Top of INFORMATION PROVIDED

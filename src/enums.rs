//! Shared Enumerations
//!
//! All enums used across the engine: order lifecycle, time in force,
//! contingencies, accounting modes, and market data classification.

use std::fmt;

use serde::{Deserialize, Serialize};

/// Order side.
#[derive(Debug, Clone, Copy, PartialEq, Eq, Hash, Serialize, Deserialize)]
pub enum OrderSide {
    Buy,
    Sell,
}

impl OrderSide {
    #[inline]
    pub fn opposite(&self) -> Self {
        match self {
            OrderSide::Buy => OrderSide::Sell,
            OrderSide::Sell => OrderSide::Buy,
        }
    }
}

impl fmt::Display for OrderSide {
    fn fmt(&self, f: &mut fmt::Formatter<'_>) -> fmt::Result {
        match self {
            OrderSide::Buy => f.write_str("BUY"),
            OrderSide::Sell => f.write_str("SELL"),
        }
    }
}

/// Order type.
#[derive(Debug, Clone, Copy, PartialEq, Eq, Hash, Serialize, Deserialize)]
pub enum OrderType {
    Market,
    Limit,
    StopMarket,
    StopLimit,
    /// Triggers on touch (opposite direction from stop), fills as market.
    MarketIfTouched,
    /// Triggers on touch, rests as limit.
    LimitIfTouched,
    /// Trailing trigger, fills as market.
    TrailingStopMarket,
    /// Trailing trigger, rests as limit.
    TrailingStopLimit,
}

impl OrderType {
    /// True for order types that park awaiting a trigger.
    #[inline]
    pub fn is_stop_like(&self) -> bool {
        matches!(
            self,
            OrderType::StopMarket
                | OrderType::StopLimit
                | OrderType::MarketIfTouched
                | OrderType::LimitIfTouched
        )
    }

    /// True for trailing order types.
    #[inline]
    pub fn is_trailing(&self) -> bool {
        matches!(
            self,
            OrderType::TrailingStopMarket | OrderType::TrailingStopLimit
        )
    }
}

/// Time-in-force.
#[derive(Debug, Clone, Copy, PartialEq, Eq, Hash, Serialize, Deserialize)]
pub enum TimeInForce {
    /// Good till cancelled.
    Gtc,
    /// Immediate or cancel: fill what you can, cancel the rest.
    Ioc,
    /// Fill or kill: fully fill or entirely cancel.
    Fok,
    /// Good till date (expires at `expire_time_ns`).
    Gtd,
    /// Expires at session end (bar-close step).
    Day,
}

/// Order status (FSM states).
#[derive(Debug, Clone, Copy, PartialEq, Eq, Hash, Serialize, Deserialize)]
pub enum OrderStatus {
    Initialized,
    Denied,
    Submitted,
    Accepted,
    Rejected,
    Canceled,
    Expired,
    Triggered,
    PendingUpdate,
    PendingCancel,
    PartiallyFilled,
    Filled,
}

impl OrderStatus {
    /// True for terminal statuses that no event can leave.
    #[inline]
    pub fn is_terminal(&self) -> bool {
        matches!(
            self,
            OrderStatus::Denied
                | OrderStatus::Rejected
                | OrderStatus::Canceled
                | OrderStatus::Expired
                | OrderStatus::Filled
        )
    }

    /// Static transition table: is `from -> to` a legal FSM edge?
    pub fn transition_allowed(from: OrderStatus, to: OrderStatus) -> bool {
        use OrderStatus::*;
        match from {
            Initialized => matches!(to, Denied | Submitted),
            Submitted => matches!(to, Accepted | Rejected | Canceled),
            Accepted => matches!(
                to,
                Canceled
                    | Expired
                    | Triggered
                    | PendingUpdate
                    | PendingCancel
                    | PartiallyFilled
                    | Filled
            ),
            Triggered => matches!(
                to,
                Canceled | Expired | PendingUpdate | PendingCancel | PartiallyFilled | Filled
            ),
            PendingUpdate => matches!(
                to,
                Accepted | Canceled | Expired | Triggered | PartiallyFilled | Filled
            ),
            PendingCancel => matches!(to, Canceled | Accepted | PartiallyFilled | Filled),
            PartiallyFilled => matches!(
                to,
                Canceled | Expired | PendingUpdate | PendingCancel | PartiallyFilled | Filled
            ),
            Denied | Rejected | Canceled | Expired | Filled => false,
        }
    }
}

/// Contingency linkage between orders.
#[derive(Debug, Clone, Copy, PartialEq, Eq, Hash, Default, Serialize, Deserialize)]
pub enum ContingencyType {
    #[default]
    None,
    /// One cancels other: sibling canceled when one fully fills.
    Oco,
    /// One triggers other: child submitted when parent fills.
    Oto,
    /// One updates other: updates linked order quantity.
    Ouo,
}

/// How a trailing offset is interpreted.
#[derive(Debug, Clone, Copy, PartialEq, Eq, Hash, Serialize, Deserialize)]
pub enum TrailingOffsetType {
    /// Absolute price offset.
    Price,
    /// Basis points of the market price (1 bp = 0.01%).
    BasisPoints,
    /// Multiples of the instrument price increment.
    Ticks,
}

/// Position side.
#[derive(Debug, Clone, Copy, PartialEq, Eq, Hash, Serialize, Deserialize)]
pub enum PositionSide {
    Flat,
    Long,
    Short,
}

/// Account type.
#[derive(Debug, Clone, Copy, PartialEq, Eq, Hash, Serialize, Deserialize)]
pub enum AccountType {
    Cash,
    Margin,
}

/// Order-management scheme per venue.
#[derive(Debug, Clone, Copy, PartialEq, Eq, Hash, Serialize, Deserialize)]
pub enum OmsType {
    /// Single aggregate position per (instrument, strategy).
    Netting,
    /// Multiple concurrent positions per (instrument, strategy).
    Hedging,
}

/// Whether a fill removed or provided liquidity.
#[derive(Debug, Clone, Copy, PartialEq, Eq, Hash, Serialize, Deserialize)]
pub enum LiquiditySide {
    Maker,
    Taker,
}

/// Aggressor side of a public trade.
#[derive(Debug, Clone, Copy, PartialEq, Eq, Hash, Serialize, Deserialize)]
pub enum AggressorSide {
    Buyer,
    Seller,
    NoAggressor,
}

/// Bar aggregation unit.
#[derive(Debug, Clone, Copy, PartialEq, Eq, Hash, Serialize, Deserialize)]
pub enum BarAggregation {
    Millisecond,
    Second,
    Minute,
    Hour,
    Day,
    Week,
    Month,
    Tick,
    Volume,
    Value,
}

impl fmt::Display for BarAggregation {
    fn fmt(&self, f: &mut fmt::Formatter<'_>) -> fmt::Result {
        let s = match self {
            BarAggregation::Millisecond => "MILLISECOND",
            BarAggregation::Second => "SECOND",
            BarAggregation::Minute => "MINUTE",
            BarAggregation::Hour => "HOUR",
            BarAggregation::Day => "DAY",
            BarAggregation::Week => "WEEK",
            BarAggregation::Month => "MONTH",
            BarAggregation::Tick => "TICK",
            BarAggregation::Volume => "VOLUME",
            BarAggregation::Value => "VALUE",
        };
        f.write_str(s)
    }
}

/// Which price series a bar aggregates.
#[derive(Debug, Clone, Copy, PartialEq, Eq, Hash, Serialize, Deserialize)]
pub enum PriceType {
    Bid,
    Ask,
    Mid,
    Last,
}

impl fmt::Display for PriceType {
    fn fmt(&self, f: &mut fmt::Formatter<'_>) -> fmt::Result {
        let s = match self {
            PriceType::Bid => "BID",
            PriceType::Ask => "ASK",
            PriceType::Mid => "MID",
            PriceType::Last => "LAST",
        };
        f.write_str(s)
    }
}

/// Order book delta action.
#[derive(Debug, Clone, Copy, PartialEq, Eq, Hash, Serialize, Deserialize)]
pub enum BookAction {
    Add,
    Update,
    Delete,
    Clear,
}

/// Engine-wide trading state controlling the risk gate.
#[derive(Debug, Clone, Copy, PartialEq, Eq, Hash, Default, Serialize, Deserialize)]
pub enum TradingState {
    #[default]
    Active,
    /// Only reduce-only orders pass the risk gate.
    Reducing,
    /// All orders are denied.
    Halted,
}

/// Currency classification.
#[derive(Debug, Clone, Copy, PartialEq, Eq, Hash, Serialize, Deserialize)]
pub enum CurrencyKind {
    Fiat,
    Crypto,
    Commodity,
}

Bottom of INFORMATION PROVIDED

REQUIRED ACTION » A single number is expected: how many lines in the entries above hold the word "classification".

ANSWER TO THIS PROBLEM » 2